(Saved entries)
--- START ---

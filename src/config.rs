//! Provider configuration.
//!
//! Validates the provider block, opens the signed (or endpoint-only)
//! REST client, smoke-tests the credentials against `/me`, and opens the
//! identity session when an identity endpoint is configured.

use std::fmt;
use std::sync::Arc;

use serde::Deserialize;
use tracing::debug;

use crate::client::{Credentials, OvhClient, RestTransport};
use crate::error::ProviderError;
use crate::identity::{self, AuthOptions, Availability, Session};

/// Base URL of the European API endpoint (alias `ovh-eu`).
pub const OVH_EU: &str = "https://eu.api.ovh.com/1.0";

/// Base URL of the Canadian API endpoint (alias `ovh-ca`).
pub const OVH_CA: &str = "https://ca.api.ovh.com/1.0";

/// Resolve an endpoint alias to its base URL.
pub fn endpoint_url(alias: &str) -> Option<&'static str> {
    match alias {
        "ovh-eu" => Some(OVH_EU),
        "ovh-ca" => Some(OVH_CA),
        _ => None,
    }
}

/// The provider configuration block.
///
/// Every field defaults from an environment variable (see the provider
/// schema); absent fields deserialize to empty strings.
#[derive(Clone, Default, Deserialize)]
#[serde(default)]
pub struct ProviderConfig {
    /// Endpoint alias, `ovh-eu` or `ovh-ca`.
    pub endpoint: String,
    /// Application key for signed access.
    pub application_key: String,
    /// Application secret for signed access.
    pub application_secret: String,
    /// Consumer key for signed access.
    pub consumer_key: String,
    /// Identity service URL; when set, an identity session is opened.
    pub os_auth_url: String,
    /// Identity user name.
    pub os_user_name: String,
    /// Identity password.
    pub os_password: String,
    /// Identity tenant name.
    pub os_tenant_name: String,
    /// Which catalog endpoint URLs to use (public/internal/admin).
    pub os_endpoint_type: String,
}

impl fmt::Debug for ProviderConfig {
    fn fmt(&self, f: &mut fmt::Formatter<'_>) -> fmt::Result {
        f.debug_struct("ProviderConfig")
            .field("endpoint", &self.endpoint)
            .field("application_key", &self.application_key)
            .field("application_secret", &"<redacted>")
            .field("consumer_key", &"<redacted>")
            .field("os_auth_url", &self.os_auth_url)
            .field("os_user_name", &self.os_user_name)
            .field("os_password", &"<redacted>")
            .field("os_tenant_name", &self.os_tenant_name)
            .field("os_endpoint_type", &self.os_endpoint_type)
            .finish()
    }
}

/// Used to verify client access to the API.
#[derive(Debug, Deserialize)]
struct PartialMe {
    firstname: String,
}

impl ProviderConfig {
    /// Validate the configuration and open the vendor connections.
    ///
    /// Fails with a configuration error on an unknown endpoint alias, an
    /// invalid endpoint type, a failed credential smoke test, or a failed
    /// identity authentication.
    pub async fn load_and_validate(self) -> Result<Connection, ProviderError> {
        let url = endpoint_url(&self.endpoint).ok_or_else(|| {
            ProviderError::Configuration(format!("{} is not a valid ovh endpoint", self.endpoint))
        })?;

        let transport = if !self.application_key.is_empty() && !self.application_secret.is_empty()
        {
            RestTransport::with_credentials(
                url,
                Credentials {
                    application_key: self.application_key.clone(),
                    application_secret: self.application_secret.clone(),
                    consumer_key: self.consumer_key.clone(),
                },
            )?
        } else {
            // No credentials: endpoint-only client, read-only use.
            RestTransport::new(url)?
        };
        let client = OvhClient::new(Arc::new(transport));

        let me: PartialMe = client.get("/me").await.map_err(|e| {
            ProviderError::Configuration(format!("OVH client seems to be misconfigured: {e}"))
        })?;
        debug!(firstname = %me.firstname, "logged in on OVH API");

        let availability = Availability::parse(&self.os_endpoint_type)?;

        let session = if self.os_auth_url.is_empty() {
            None
        } else {
            let http = reqwest::Client::builder().build().map_err(|e| {
                ProviderError::Configuration(format!("cannot build HTTP client: {e}"))
            })?;
            let opts = AuthOptions {
                identity_endpoint: self.os_auth_url.clone(),
                username: self.os_user_name.clone(),
                password: self.os_password.clone(),
                tenant_name: self.os_tenant_name.clone(),
            };
            Some(identity::authenticate(&http, &opts).await?)
        };

        Ok(Connection {
            client,
            session,
            availability,
        })
    }
}

/// An opened provider connection: the REST client plus, when configured,
/// the identity session used to derive region-scoped service endpoints.
#[derive(Clone)]
pub struct Connection {
    client: OvhClient,
    session: Option<Session>,
    availability: Availability,
}

impl fmt::Debug for Connection {
    fn fmt(&self, f: &mut fmt::Formatter<'_>) -> fmt::Result {
        f.debug_struct("Connection")
            .field("session", &self.session.as_ref().map(|_| "<session>"))
            .field("availability", &self.availability)
            .finish_non_exhaustive()
    }
}

impl Connection {
    /// Connection over a bare client, without an identity session.
    pub fn new(client: OvhClient) -> Self {
        Self {
            client,
            session: None,
            availability: Availability::default(),
        }
    }

    /// Attach an identity session.
    pub fn with_session(mut self, session: Session, availability: Availability) -> Self {
        self.session = Some(session);
        self.availability = availability;
        self
    }

    /// The vendor REST client.
    pub fn client(&self) -> &OvhClient {
        &self.client
    }

    /// Region-scoped networking service URL.
    pub fn network_endpoint(&self, region: &str) -> Result<String, ProviderError> {
        self.scoped("network", region)
    }

    /// Region-scoped compute service URL.
    pub fn compute_endpoint(&self, region: &str) -> Result<String, ProviderError> {
        self.scoped("compute", region)
    }

    /// Region-scoped image service URL.
    pub fn image_endpoint(&self, region: &str) -> Result<String, ProviderError> {
        self.scoped("image", region)
    }

    /// Region-scoped block storage service URL.
    pub fn block_storage_endpoint(&self, region: &str) -> Result<String, ProviderError> {
        self.scoped("volumev2", region)
    }

    /// Region-scoped object storage service URL.
    pub fn object_storage_endpoint(&self, region: &str) -> Result<String, ProviderError> {
        self.scoped("object-store", region)
    }

    fn scoped(&self, service_type: &str, region: &str) -> Result<String, ProviderError> {
        let session = self.session.as_ref().ok_or_else(|| {
            ProviderError::Configuration(
                "no identity session: os_auth_url is not configured".to_string(),
            )
        })?;
        session.service_endpoint(service_type, region, self.availability)
    }
}

#[cfg(test)]
mod tests {
    use super::*;
    use crate::identity::{CatalogEntry, ServiceEndpoint};
    use crate::testing::MockTransport;
    use serde_json::json;

    #[test]
    fn test_endpoint_aliases() {
        assert_eq!(endpoint_url("ovh-eu"), Some(OVH_EU));
        assert_eq!(endpoint_url("ovh-ca"), Some(OVH_CA));
        assert_eq!(endpoint_url("ovh-us"), None);
        assert_eq!(endpoint_url(""), None);
    }

    #[test]
    fn test_config_deserializes_with_absent_fields() {
        let config: ProviderConfig =
            serde_json::from_value(json!({"endpoint": "ovh-eu"})).unwrap();
        assert_eq!(config.endpoint, "ovh-eu");
        assert!(config.application_key.is_empty());
        assert!(config.os_endpoint_type.is_empty());
    }

    #[test]
    fn test_config_debug_redacts_secrets() {
        let config: ProviderConfig = serde_json::from_value(json!({
            "endpoint": "ovh-eu",
            "application_secret": "topsecret",
            "os_password": "hunter2",
        }))
        .unwrap();
        let debug = format!("{config:?}");
        assert!(!debug.contains("topsecret"));
        assert!(!debug.contains("hunter2"));
    }

    #[tokio::test]
    async fn test_invalid_endpoint_alias_is_fatal() {
        let config = ProviderConfig {
            endpoint: "ovh-mars".to_string(),
            ..Default::default()
        };
        let err = config.load_and_validate().await.unwrap_err();
        assert!(format!("{err}").contains("ovh-mars is not a valid ovh endpoint"));
    }

    #[tokio::test]
    async fn test_invalid_endpoint_type_is_fatal() {
        // The endpoint-type check runs against a fabricated connection to
        // keep this test off the network: parse directly.
        assert!(Availability::parse("sideways").is_err());
    }

    fn session() -> Session {
        Session {
            token: "tok".to_string(),
            catalog: vec![CatalogEntry {
                service_type: "network".to_string(),
                name: "neutron".to_string(),
                endpoints: vec![ServiceEndpoint {
                    region: "GRA1".to_string(),
                    public_url: "https://network.gra1.example".to_string(),
                    internal_url: String::new(),
                    admin_url: String::new(),
                }],
            }],
        }
    }

    #[test]
    fn test_scoped_service_endpoints() {
        let client = OvhClient::new(Arc::new(MockTransport::new()));
        let connection =
            Connection::new(client).with_session(session(), Availability::Public);

        assert_eq!(
            connection.network_endpoint("GRA1").unwrap(),
            "https://network.gra1.example"
        );
        assert!(connection.compute_endpoint("GRA1").is_err());
    }

    #[test]
    fn test_scoped_requires_session() {
        let client = OvhClient::new(Arc::new(MockTransport::new()));
        let connection = Connection::new(client);
        let err = connection.network_endpoint("GRA1").unwrap_err();
        assert!(format!("{err}").contains("os_auth_url"));
    }
}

--- END ---

### ACTION ITEM
Only certain lines are wanted. Please return exactly those from the top of the data through the line with "and opens the".

### COMPLETED EXERCISE
filename src/config.rs
//! Provider configuration.
//!
//! Validates the provider block, opens the signed (or endpoint-only)
//! REST client, smoke-tests the credentials against `/me`, and opens the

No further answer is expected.